I'm not getting older i'm getting younger hahaha In many ways seriously I swear i've decreased my age since I sobered up. But I get what you mean as you get older certain tings just simply are not the same I guess the view is much different at various age points.

Its an interesting question. On the surface, it seems like there is more to deal with in life and while I still don't handle everything as well as it seems I could before, what I have come to learn is that I wasn't actually "handling" anything before. I was just numbing out to life's problems, pushing them back. In so doing, I was numbing out to everything, both the good and the bad.
Yeah there is not a case of beer waiting for me at the end of my day to just drown myself in. I have to keep a better balance. in the begining it was like walking on eggshells.

Quote:
I wonder how common this is. I mean how many are able to just get back into the saddle again and take on the world like they once did and how many realize they where trying to shoulder too big of a load or something?
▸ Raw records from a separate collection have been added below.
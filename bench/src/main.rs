use anyhow::{Result, bail};
use clap::{Args, Parser, Subcommand, ValueEnum};
use log::info;
use pkbench_core::config::Config;
use pkbench_core::dal::{Crc32Dal, SnowflakeDal, UuidDal};
use pkbench_core::db::{self, Pool};
use pkbench_core::report::{BenchReport, WorkloadReport};
use pkbench_core::service::{
    BenchSuite, Crc32Bench, SnowflakeBench, Strategy, UuidBench, Workload, WorkloadOptions,
};
use std::path::{Path, PathBuf};

#[derive(Parser, Debug)]
#[command(name = "pkbench", about = "primary-key strategy benchmarks for mysql", version)]
struct Cli {
    /// path to the json config file
    #[arg(short, long, default_value = "config.json", global = true)]
    config: PathBuf,

    #[command(subcommand)]
    command: Command,
}

#[derive(Subcommand, Debug)]
enum Command {
    /// write a default config file to get started
    Init,
    /// create the three benchmark tables
    Setup,
    /// truncate the three benchmark tables
    Clean,
    /// run benchmark workloads and print a comparison table
    Run(RunArgs),
}

#[derive(Args, Debug)]
struct RunArgs {
    /// primary-key strategy to benchmark
    #[arg(long, value_enum, default_value = "all")]
    strategy: StrategyArg,

    /// workload to run
    #[arg(long, value_enum, default_value = "all")]
    workload: WorkloadArg,

    /// rows touched by each workload
    #[arg(long, default_value_t = 10_000)]
    ops: usize,

    /// cap on single-row operations in flight
    #[arg(long, default_value_t = 80)]
    concurrency: usize,

    /// rows per multi-row insert statement
    #[arg(long, default_value_t = 100)]
    batch_size: usize,

    /// cap on multi-row inserts in flight
    #[arg(long, default_value_t = 30)]
    batch_concurrency: usize,

    /// also write the results to this file as json
    #[arg(long)]
    json: Option<PathBuf>,
}

#[derive(ValueEnum, Clone, Copy, Debug)]
enum StrategyArg {
    Uuid,
    Crc32,
    Snowflake,
    All,
}

impl StrategyArg {
    fn selected(self) -> Vec<Strategy> {
        match self {
            StrategyArg::Uuid => vec![Strategy::Uuid],
            StrategyArg::Crc32 => vec![Strategy::Crc32],
            StrategyArg::Snowflake => vec![Strategy::Snowflake],
            StrategyArg::All => Strategy::ALL.to_vec(),
        }
    }
}

#[derive(ValueEnum, Clone, Copy, Debug)]
enum WorkloadArg {
    Create,
    InsertBatch,
    Get,
    Update,
    Delete,
    All,
}

impl WorkloadArg {
    fn selected(self) -> Vec<Workload> {
        match self {
            WorkloadArg::Create => vec![Workload::Create],
            WorkloadArg::InsertBatch => vec![Workload::InsertBatch],
            WorkloadArg::Get => vec![Workload::Get],
            WorkloadArg::Update => vec![Workload::Update],
            WorkloadArg::Delete => vec![Workload::Delete],
            WorkloadArg::All => Workload::ALL.to_vec(),
        }
    }
}

#[tokio::main]
async fn main() -> Result<()> {
    env_logger::Builder::from_env(env_logger::Env::default().default_filter_or("info")).init();

    let cli = Cli::parse();
    match cli.command {
        Command::Init => {
            let config = Config::write_default(&cli.config)?;
            info!(
                "wrote default config to {} (database {})",
                cli.config.display(),
                config.database.database
            );
            Ok(())
        }
        Command::Setup => {
            let pool = connect(&cli.config).await?;
            db::create_tables(&pool).await?;
            pool.disconnect().await?;
            Ok(())
        }
        Command::Clean => {
            let pool = connect(&cli.config).await?;
            db::truncate_tables(&pool).await?;
            info!("benchmark tables truncated");
            pool.disconnect().await?;
            Ok(())
        }
        Command::Run(args) => run(&cli.config, args).await,
    }
}

/// loads the config and opens the pool, pointing at `init` when the config
/// file is missing
async fn connect(path: &Path) -> Result<Pool> {
    if !path.exists() {
        bail!(
            "config file {} not found, run `pkbench init` to create one",
            path.display()
        );
    }
    let config = Config::load(path)?;
    db::connect(&config.database).await
}

async fn run(config_path: &Path, args: RunArgs) -> Result<()> {
    let opts = WorkloadOptions {
        operations: args.ops,
        concurrency: args.concurrency,
        batch_size: args.batch_size,
        batch_concurrency: args.batch_concurrency,
    };
    let pool = connect(config_path).await?;

    let mut report = BenchReport::new();
    for strategy in args.strategy.selected() {
        let suite: Box<dyn BenchSuite> = match strategy {
            Strategy::Uuid => Box::new(UuidBench::new(UuidDal::new(pool.clone()))),
            Strategy::Crc32 => Box::new(Crc32Bench::new(Crc32Dal::new(pool.clone()))),
            Strategy::Snowflake => Box::new(SnowflakeBench::new(SnowflakeDal::new(pool.clone())?)),
        };
        for workload in args.workload.selected() {
            let in_flight = if workload == Workload::InsertBatch {
                opts.batch_concurrency
            } else {
                opts.concurrency
            };
            info!(
                "running {strategy}/{workload}: {} ops, at most {in_flight} in flight",
                opts.operations
            );
            let outcome = suite.run(workload, &opts).await?;
            info!(
                "{strategy}/{workload}: {} ops in {} ms, {} failed",
                outcome.total,
                outcome.elapsed.as_millis(),
                outcome.failed
            );
            report.push(WorkloadReport::from_outcome(strategy, workload, &outcome));
        }
    }

    report.print_table();
    if let Some(path) = &args.json {
        report.save_json(path)?;
        info!("report written to {}", path.display());
    }
    pool.disconnect().await?;

    if report.has_failures() {
        bail!("some operations failed, see the table above");
    }
    Ok(())
}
In my case, I saw where I been burning the candle at both ends. I won't go back to the delusion that I can get away with that indefinitely.
I'm curious tho are there those who are able to simple jump back in the saddle like they once where? Like I said in my case i was burning the candle at both ends. But everyones got there own set of issues etc.. and I get curious do others find they are maybe even able to take on more and more stress perhaps since there not bogged down by drunkenness or hangovers etc...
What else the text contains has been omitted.